**Required work:**
What do the lines from the top of the data through the line with "pub type WsClient" say? Quote them exactly and include both ends.

Available data Block Start

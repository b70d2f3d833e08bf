//! Shared test helpers for API integration tests.
#![allow(dead_code)]

use std::collections::HashSet;
use std::net::SocketAddr;
use std::sync::Arc;
use std::time::Duration;

use axum::Router;
use axum::body::Body;
use axum::http::header::SET_COOKIE;
use axum::http::{HeaderMap, Request, StatusCode};
use futures::StreamExt;
use serde_json::{Value, json};
use tokio::net::TcpStream;
use tokio_tungstenite::{MaybeTlsStream, WebSocketStream};
use tower::ServiceExt;

use parley_api::{AppState, build_app};
use parley_core::config::AppConfig;
use parley_service::MemoryStore;
use parley_storage::StorageManager;
use parley_storage::providers::LocalObjectStore;

pub const PASSWORD: &str = "Str0ng!Pass";
pub const BOUNDARY: &str = "parley-test-boundary";

pub type WsClient = WebSocketStream<MaybeTlsStream<TcpStream>>;

/// Test application backed by the in-memory store.
pub struct TestApp {
    /// The Axum router for making test requests
    pub router: Router,
    /// Shared state, for reaching into the realtime engine
    pub state: AppState,
    /// Upload directory, removed on drop
    pub uploads: tempfile::TempDir,
}

/// Response from a test request
#[derive(Debug)]
pub struct TestResponse {
    /// HTTP status code
    pub status: StatusCode,
    /// Response headers
    pub headers: HeaderMap,
    /// Parsed JSON body, `Null` when the body is not JSON
    pub body: Value,
    /// Raw body bytes
    pub raw: Vec<u8>,
}

impl TestResponse {
    /// The `Set-Cookie` header, if any.
    pub fn set_cookie(&self) -> Option<String> {
        self.headers
            .get(SET_COOKIE)
            .and_then(|v| v.to_str().ok())
            .map(str::to_string)
    }

    /// Session token carried in `Set-Cookie`.
    pub fn session_token(&self) -> Option<String> {
        let cookie = self.set_cookie()?;
        let value = cookie.strip_prefix("jwt=")?.split(';').next()?;
        (!value.is_empty()).then(|| value.to_string())
    }
}

/// A registered user and their session token.
#[derive(Debug, Clone)]
pub struct TestUser {
    pub id: String,
    pub token: String,
}

impl TestApp {
    /// Create a new test application
    pub async fn new() -> Self {
        let uploads = tempfile::tempdir().expect("Failed to create upload dir");

        let mut config = AppConfig::default();
        config.auth.jwt_secret = "integration-test-secret".into();
        config.storage.local.root_path = uploads.path().to_string_lossy().into_owned();
        config.storage.local.public_base_url = "/uploads".into();

        let local = LocalObjectStore::new(
            &config.storage.local.root_path,
            &config.storage.local.public_base_url,
        )
        .await
        .expect("Failed to init storage");
        let storage = Arc::new(StorageManager::new(
            Arc::new(local),
            config.storage.max_image_size_bytes,
        ));

        let store = Arc::new(MemoryStore::new());
        let state = AppState::new(config, store.clone(), store, storage);
        state.realtime.start().await;

        Self {
            router: build_app(state.clone()),
            state,
            uploads,
        }
    }

    /// Send a JSON request, optionally authenticated with a bearer token.
    pub async fn request(
        &self,
        method: &str,
        path: &str,
        body: Option<Value>,
        token: Option<&str>,
    ) -> TestResponse {
        let body = body
            .map(|b| serde_json::to_vec(&b).expect("Failed to serialize body"))
            .unwrap_or_default();
        self.request_raw(method, path, "application/json", body, token)
            .await
    }

    /// Send a request with an arbitrary body and content type.
    pub async fn request_raw(
        &self,
        method: &str,
        path: &str,
        content_type: &str,
        body: Vec<u8>,
        token: Option<&str>,
    ) -> TestResponse {
        let mut req = Request::builder()
            .method(method)
            .uri(path)
            .header("Content-Type", content_type);

        if let Some(token) = token {
            req = req.header("Authorization", format!("Bearer {token}"));
        }

        let req = req.body(Body::from(body)).expect("Failed to build request");
        self.send(req).await
    }

    /// Send a prepared request through the router.
    pub async fn send(&self, req: Request<Body>) -> TestResponse {
        let response = self
            .router
            .clone()
            .oneshot(req)
            .await
            .expect("Failed to send request");

        let status = response.status();
        let headers = response.headers().clone();
        let raw = axum::body::to_bytes(response.into_body(), 16 * 1024 * 1024)
            .await
            .expect("Failed to read body")
            .to_vec();
        let body = serde_json::from_slice(&raw).unwrap_or(Value::Null);

        TestResponse {
            status,
            headers,
            body,
            raw,
        }
    }

    /// Register a user and return their id and session token.
    pub async fn sign_up(&self, full_name: &str, email: &str) -> TestUser {
        let response = self
            .request(
                "POST",
                "/api/auth/signup",
                Some(json!({
                    "fullName": full_name,
                    "email": email,
                    "password": PASSWORD,
                    "confirmPassword": PASSWORD,
                })),
                None,
            )
            .await;
        assert_eq!(response.status, StatusCode::OK, "{:?}", response.body);

        TestUser {
            id: response.body["data"]["id"]
                .as_str()
                .expect("user id")
                .to_string(),
            token: response.session_token().expect("session cookie"),
        }
    }

    /// Serve the app on an ephemeral port for WebSocket clients.
    pub async fn serve(&self) -> SocketAddr {
        let listener = tokio::net::TcpListener::bind("127.0.0.1:0")
            .await
            .expect("Failed to bind");
        let addr = listener.local_addr().expect("local addr");
        let router = self.router.clone();
        tokio::spawn(async move {
            axum::serve(listener, router).await.expect("server");
        });
        addr
    }
}

/// Multipart body with the given text fields and files `(field, file name, content type, bytes)`.
pub fn multipart_body(fields: &[(&str, &str)], files: &[(&str, &str, &str, &[u8])]) -> Vec<u8> {
    let mut body = Vec::new();
    for (name, value) in fields {
        body.extend_from_slice(
            format!(
                "--{BOUNDARY}\r\nContent-Disposition: form-data; name=\"{name}\"\r\n\r\n{value}\r\n"
            )
            .as_bytes(),
        );
    }
    for (name, file_name, content_type, data) in files {
        body.extend_from_slice(
            format!(
                "--{BOUNDARY}\r\nContent-Disposition: form-data; name=\"{name}\"; filename=\"{file_name}\"\r\nContent-Type: {content_type}\r\n\r\n"
            )
            .as_bytes(),
        );
        body.extend_from_slice(data);
        body.extend_from_slice(b"\r\n");
    }
    body.extend_from_slice(format!("--{BOUNDARY}--\r\n").as_bytes());
    body
}

/// Content type matching [`multipart_body`].
pub fn multipart_content_type() -> String {
    format!("multipart/form-data; boundary={BOUNDARY}")
}

/// Next JSON event from the socket, failing after two seconds.
pub async fn next_event(ws: &mut WsClient) -> Value {
    let frame = tokio::time::timeout(Duration::from_secs(2), async {
        loop {
            match ws.next().await {
                Some(Ok(msg)) if msg.is_text() => return msg,
                Some(Ok(_)) => continue,
                other => panic!("socket ended: {other:?}"),
            }
        }
    })
    .await
    .expect("timed out waiting for an event");

    serde_json::from_str(frame.to_text().expect("text frame")).expect("JSON event")
}

/// Read events until a `getOnlineUsers` snapshot equal to `expected` arrives.
pub async fn wait_for_online(ws: &mut WsClient, expected: &[&str]) {
    let expected: HashSet<String> = expected.iter().map(|s| s.to_string()).collect();
    loop {
        let event = next_event(ws).await;
        if event["event"] == "getOnlineUsers" {
            let online: HashSet<String> = event["data"]
                .as_array()
                .expect("snapshot array")
                .iter()
                .filter_map(|v| v.as_str().map(str::to_string))
                .collect();
            if online == expected {
                return;
            }
        }
    }
}

/// Read events until a `newMessage` arrives and return its payload.
pub async fn wait_for_message(ws: &mut WsClient) -> Value {
    loop {
        let event = next_event(ws).await;
        if event["event"] == "newMessage" {
            return event["data"].clone();
        }
    }
}
//! Tower and Axum middleware.

pub mod cors;
pub mod logging;
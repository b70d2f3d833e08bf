//! Database configuration.

use serde::{Deserialize, Serialize};

/// Database connection pool configuration.
#[derive(Debug, Clone, Serialize, Deserialize)]
pub struct DatabaseConfig {
    /// PostgreSQL connection URL. Empty runs the server on the in-memory store.
    #[serde(default)]
    pub url: String,
    /// Maximum number of connections in the pool.
    #[serde(default = "default_max_connections")]
    pub max_connections: u32,
    /// Minimum number of connections in the pool.
    #[serde(default = "default_min_connections")]
    pub min_connections: u32,
    /// Connection timeout in seconds.
    #[serde(default = "default_connect_timeout")]
    pub connect_timeout_seconds: u64,
    /// Idle connection timeout in seconds.
    #[serde(default = "default_idle_timeout")]
    pub idle_timeout_seconds: u64,
    /// Apply embedded migrations on startup.
    #[serde(default = "default_true")]
    pub run_migrations: bool,
}

impl Default for DatabaseConfig {
    fn default() -> Self {
        Self {
            url: String::new(),
            max_connections: default_max_connections(),
            min_connections: default_min_connections(),
            connect_timeout_seconds: default_connect_timeout(),
            idle_timeout_seconds: default_idle_timeout(),
            run_migrations: default_true(),
        }
    }
}

fn default_max_connections() -> u32 {
    20
}

fn default_min_connections() -> u32 {
    2
}

fn default_connect_timeout() -> u64 {
    10
}

fn default_idle_timeout() -> u64 {
    300
}

fn default_true() -> bool {
    true
}
//! `AuthUser` extractor: pulls the session token from the `jwt` cookie or the
//! Authorization header, validates it, and injects the request context.

use axum::extract::FromRequestParts;
use axum::http::HeaderMap;
use axum::http::request::Parts;
use axum_extra::extract::CookieJar;
use axum_extra::headers::authorization::Bearer;
use axum_extra::headers::{Authorization, HeaderMapExt};

use parley_core::error::AppError;
use parley_service::RequestContext;

use crate::error::ApiError;
use crate::state::AppState;

/// Session token carried by the request, cookie first, then bearer header.
pub fn session_token(headers: &HeaderMap, cookie_name: &str) -> Option<String> {
    CookieJar::from_headers(headers)
        .get(cookie_name)
        .map(|cookie| cookie.value().to_string())
        .filter(|token| !token.is_empty())
        .or_else(|| {
            headers
                .typed_get::<Authorization<Bearer>>()
                .map(|auth| auth.token().to_string())
        })
}

/// Extracted authenticated user context available in handlers.
#[derive(Debug, Clone)]
pub struct AuthUser(pub RequestContext);

impl std::ops::Deref for AuthUser {
    type Target = RequestContext;
    fn deref(&self) -> &Self::Target {
        &self.0
    }
}

impl FromRequestParts<AppState> for AuthUser {
    type Rejection = ApiError;

    async fn from_request_parts(
        parts: &mut Parts,
        state: &AppState,
    ) -> Result<Self, Self::Rejection> {
        let token = session_token(&parts.headers, &state.config.auth.cookie_name)
            .ok_or_else(|| AppError::authentication("Unauthorized - No token provided"))?;

        let user_id = state.jwt_decoder.verify(&token)?;
        Ok(AuthUser(RequestContext::new(user_id)))
    }
}

/// Like [`AuthUser`], but a missing or invalid token yields `None` instead
/// of a rejection.
#[derive(Debug, Clone)]
pub struct MaybeAuthUser(pub Option<RequestContext>);

impl FromRequestParts<AppState> for MaybeAuthUser {
    type Rejection = std::convert::Infallible;

    async fn from_request_parts(
        parts: &mut Parts,
        state: &AppState,
    ) -> Result<Self, Self::Rejection> {
        let ctx = session_token(&parts.headers, &state.config.auth.cookie_name)
            .and_then(|token| match state.jwt_decoder.verify(&token) {
                Ok(user_id) => Some(RequestContext::new(user_id)),
                Err(e) => {
                    tracing::debug!(error = %e.message, "Ignoring invalid session token");
                    None
                }
            });
        Ok(MaybeAuthUser(ctx))
    }
}

#[cfg(test)]
mod tests {
    use axum::http::HeaderValue;
    use axum::http::header::{AUTHORIZATION, COOKIE};

    use super::*;

    #[test]
    fn test_cookie_wins_over_bearer() {
        let mut headers = HeaderMap::new();
        headers.insert(COOKIE, HeaderValue::from_static("theme=dark; jwt=from-cookie"));
        headers.insert(AUTHORIZATION, HeaderValue::from_static("Bearer from-header"));
        assert_eq!(session_token(&headers, "jwt").as_deref(), Some("from-cookie"));
    }

    #[test]
    fn test_bearer_fallback_and_absent() {
        let mut headers = HeaderMap::new();
        assert_eq!(session_token(&headers, "jwt"), None);

        headers.insert(COOKIE, HeaderValue::from_static("jwt="));
        headers.insert(AUTHORIZATION, HeaderValue::from_static("Bearer abc.def.ghi"));
        assert_eq!(session_token(&headers, "jwt").as_deref(), Some("abc.def.ghi"));
    }
}
//! Direct message entities.

pub mod model;

pub use model::{CreateMessage, Message};
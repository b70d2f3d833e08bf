//! CORS layer configuration.

use axum::http::header::{AUTHORIZATION, CONTENT_TYPE};
use axum::http::{HeaderValue, Method};
use tower_http::cors::{Any, CorsLayer};

use parley_core::config::CorsConfig;

/// Builds a CORS tower layer from configuration.
///
/// The session travels in a cookie, so credentials are allowed whenever the
/// origins are listed explicitly. A wildcard origin cannot carry them.
pub fn build_cors_layer(config: &CorsConfig) -> CorsLayer {
    let methods: Vec<Method> = config
        .allowed_methods
        .iter()
        .filter_map(|m| m.parse().ok())
        .collect();

    let layer = CorsLayer::new()
        .allow_methods(methods)
        .max_age(std::time::Duration::from_secs(config.max_age_seconds));

    if config.allowed_origins.iter().any(|o| o == "*") {
        layer.allow_origin(Any).allow_headers(Any)
    } else {
        let origins: Vec<HeaderValue> = config
            .allowed_origins
            .iter()
            .filter_map(|o| o.parse().ok())
            .collect();
        layer
            .allow_origin(origins)
            .allow_headers([CONTENT_TYPE, AUTHORIZATION])
            .allow_credentials(true)
    }
}
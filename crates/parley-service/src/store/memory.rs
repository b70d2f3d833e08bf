//! In-process store for tests and database-less development runs.

use async_trait::async_trait;
use chrono::Utc;
use tokio::sync::RwLock;

use parley_core::error::AppError;
use parley_core::result::AppResult;
use parley_core::types::id::{MessageId, UserId};
use parley_entity::message::{CreateMessage, Message};
use parley_entity::user::{CreateUser, User};

use super::{MessageStore, UserStore};

/// Keeps users and messages in insertion order behind async locks.
#[derive(Debug, Default)]
pub struct MemoryStore {
    users: RwLock<Vec<User>>,
    messages: RwLock<Vec<Message>>,
}

impl MemoryStore {
    /// Creates an empty store.
    pub fn new() -> Self {
        Self::default()
    }

    /// Number of stored messages.
    pub async fn message_count(&self) -> usize {
        self.messages.read().await.len()
    }
}

#[async_trait]
impl UserStore for MemoryStore {
    async fn find_user(&self, id: UserId) -> AppResult<Option<User>> {
        Ok(self.users.read().await.iter().find(|u| u.id == id).cloned())
    }

    async fn find_user_by_email(&self, email: &str) -> AppResult<Option<User>> {
        Ok(self
            .users
            .read()
            .await
            .iter()
            .find(|u| u.email == email)
            .cloned())
    }

    async fn list_users_except(&self, exclude: UserId) -> AppResult<Vec<User>> {
        Ok(self
            .users
            .read()
            .await
            .iter()
            .rev()
            .filter(|u| u.id != exclude)
            .cloned()
            .collect())
    }

    async fn create_user(&self, data: CreateUser) -> AppResult<User> {
        let mut users = self.users.write().await;
        if users.iter().any(|u| u.email == data.email) {
            return Err(AppError::conflict("Email is already taken"));
        }
        let now = Utc::now();
        let user = User {
            id: UserId::new(),
            full_name: data.full_name,
            email: data.email,
            password_hash: data.password_hash,
            profile_picture: data.profile_picture,
            created_at: now,
            updated_at: now,
        };
        users.push(user.clone());
        Ok(user)
    }

    async fn set_profile_picture(&self, id: UserId, url: &str) -> AppResult<User> {
        let mut users = self.users.write().await;
        let user = users
            .iter_mut()
            .find(|u| u.id == id)
            .ok_or_else(|| AppError::not_found(format!("User {id} not found")))?;
        user.profile_picture = url.to_string();
        user.updated_at = Utc::now();
        Ok(user.clone())
    }
}

#[async_trait]
impl MessageStore for MemoryStore {
    async fn create_message(&self, data: CreateMessage) -> AppResult<Message> {
        let now = Utc::now();
        let message = Message {
            id: MessageId::new(),
            sender_id: data.sender_id,
            receiver_id: data.receiver_id,
            text: data.text,
            image_url: data.image_url,
            created_at: now,
            updated_at: now,
        };
        self.messages.write().await.push(message.clone());
        Ok(message)
    }

    async fn conversation(&self, a: UserId, b: UserId) -> AppResult<Vec<Message>> {
        Ok(self
            .messages
            .read()
            .await
            .iter()
            .filter(|m| m.is_between(a, b))
            .cloned()
            .collect())
    }
}
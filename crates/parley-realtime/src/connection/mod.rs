//! WebSocket connection bookkeeping: handles, the live pool, the presence
//! registry, and handshake authentication.

pub mod authenticator;
pub mod handle;
pub mod pool;
pub mod registry;

pub use handle::ConnectionHandle;
pub use pool::ConnectionPool;
pub use registry::ConnectionRegistry;
//! Relays stored messages to their receiver's live connection.

use std::sync::Arc;

use serde::{Deserialize, Serialize};
use tracing::{debug, warn};

use parley_entity::message::Message;

use crate::connection::registry::ConnectionRegistry;
use crate::message::types::OutboundEvent;
use crate::metrics::EngineMetrics;

/// What happened to a relayed message.
#[derive(Debug, Clone, Copy, PartialEq, Eq, Serialize, Deserialize)]
#[serde(rename_all = "snake_case")]
pub enum DeliveryOutcome {
    /// Pushed to the receiver's current connection.
    Delivered,
    /// Not pushed; the receiver will see it in their history.
    ReceiverOffline,
}

/// Pushes `newMessage` events to online receivers. Never queues or retries.
#[derive(Debug, Clone)]
pub struct DeliveryRelay {
    registry: Arc<ConnectionRegistry>,
    metrics: Arc<EngineMetrics>,
}

impl DeliveryRelay {
    /// Create a relay over `registry`.
    pub fn new(registry: Arc<ConnectionRegistry>, metrics: Arc<EngineMetrics>) -> Self {
        Self { registry, metrics }
    }

    /// Push `message` to its receiver if they are online.
    ///
    /// Must only be called once the message is durably stored. A failed push
    /// is reported as [`DeliveryOutcome::ReceiverOffline`] and never as an error.
    pub fn relay(&self, message: &Message) -> DeliveryOutcome {
        let Some(handle) = self.registry.lookup(message.receiver_id) else {
            debug!(
                message_id = %message.id,
                receiver_id = %message.receiver_id,
                "Receiver offline, message left for history"
            );
            self.metrics.record_undelivered();
            return DeliveryOutcome::ReceiverOffline;
        };

        if handle.send(OutboundEvent::NewMessage(message.clone())) {
            debug!(
                message_id = %message.id,
                receiver_id = %message.receiver_id,
                conn_id = %handle.id,
                "Message delivered"
            );
            self.metrics.record_delivered();
            DeliveryOutcome::Delivered
        } else {
            warn!(
                message_id = %message.id,
                receiver_id = %message.receiver_id,
                conn_id = %handle.id,
                "Push to receiver failed, message left for history"
            );
            self.metrics.record_undelivered();
            DeliveryOutcome::ReceiverOffline
        }
    }
}

#[cfg(test)]
mod tests {
    use chrono::Utc;

    use parley_core::types::id::{MessageId, UserId};

    use super::*;
    use crate::connection::handle::ConnectionHandle;

    fn message_to(receiver: UserId) -> Message {
        Message {
            id: MessageId::new(),
            sender_id: UserId::new(),
            receiver_id: receiver,
            text: "hi".into(),
            image_url: String::new(),
            created_at: Utc::now(),
            updated_at: Utc::now(),
        }
    }

    fn setup() -> (Arc<ConnectionRegistry>, Arc<EngineMetrics>, DeliveryRelay) {
        let registry = Arc::new(ConnectionRegistry::new());
        let metrics = Arc::new(EngineMetrics::new());
        let relay = DeliveryRelay::new(Arc::clone(&registry), Arc::clone(&metrics));
        (registry, metrics, relay)
    }

    #[test]
    fn test_online_receiver_gets_exactly_one_push() {
        let (registry, metrics, relay) = setup();
        let receiver = UserId::new();
        let (handle, mut rx) = ConnectionHandle::channel(receiver, 8);
        registry.register(receiver, Arc::new(handle));

        let message = message_to(receiver);
        assert_eq!(relay.relay(&message), DeliveryOutcome::Delivered);

        assert_eq!(rx.try_recv().unwrap(), OutboundEvent::NewMessage(message));
        assert!(rx.try_recv().is_err());
        assert_eq!(metrics.snapshot().messages_delivered, 1);
    }

    #[test]
    fn test_offline_receiver_gets_nothing() {
        let (_registry, metrics, relay) = setup();
        let message = message_to(UserId::new());
        assert_eq!(relay.relay(&message), DeliveryOutcome::ReceiverOffline);
        assert_eq!(metrics.snapshot().messages_undelivered, 1);
    }

    #[test]
    fn test_closed_transport_reports_offline() {
        let (registry, _metrics, relay) = setup();
        let receiver = UserId::new();
        let (handle, rx) = ConnectionHandle::channel(receiver, 8);
        registry.register(receiver, Arc::new(handle));
        drop(rx);

        assert_eq!(
            relay.relay(&message_to(receiver)),
            DeliveryOutcome::ReceiverOffline
        );
        assert!(registry.is_online(receiver));
    }

    #[test]
    fn test_only_latest_connection_receives() {
        let (registry, _metrics, relay) = setup();
        let receiver = UserId::new();
        let (old, mut old_rx) = ConnectionHandle::channel(receiver, 8);
        let (new, mut new_rx) = ConnectionHandle::channel(receiver, 8);
        registry.register(receiver, Arc::new(old));
        registry.register(receiver, Arc::new(new));

        assert_eq!(relay.relay(&message_to(receiver)), DeliveryOutcome::Delivered);
        assert!(old_rx.try_recv().is_err());
        assert!(new_rx.try_recv().is_ok());
    }
}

Available data Block End

**Solution:**
repository b70d2f3d833e08bf
//! Shared test helpers for API integration tests.
#![allow(dead_code)]

use std::collections::HashSet;
use std::net::SocketAddr;
use std::sync::Arc;
use std::time::Duration;

use axum::Router;
use axum::body::Body;
use axum::http::header::SET_COOKIE;
use axum::http::{HeaderMap, Request, StatusCode};
use futures::StreamExt;
use serde_json::{Value, json};
use tokio::net::TcpStream;
use tokio_tungstenite::{MaybeTlsStream, WebSocketStream};
use tower::ServiceExt;

use parley_api::{AppState, build_app};
use parley_core::config::AppConfig;
use parley_service::MemoryStore;
use parley_storage::StorageManager;
use parley_storage::providers::LocalObjectStore;

pub const PASSWORD: &str = "Str0ng!Pass";
pub const BOUNDARY: &str = "parley-test-boundary";

pub type WsClient = WebSocketStream<MaybeTlsStream<TcpStream>>;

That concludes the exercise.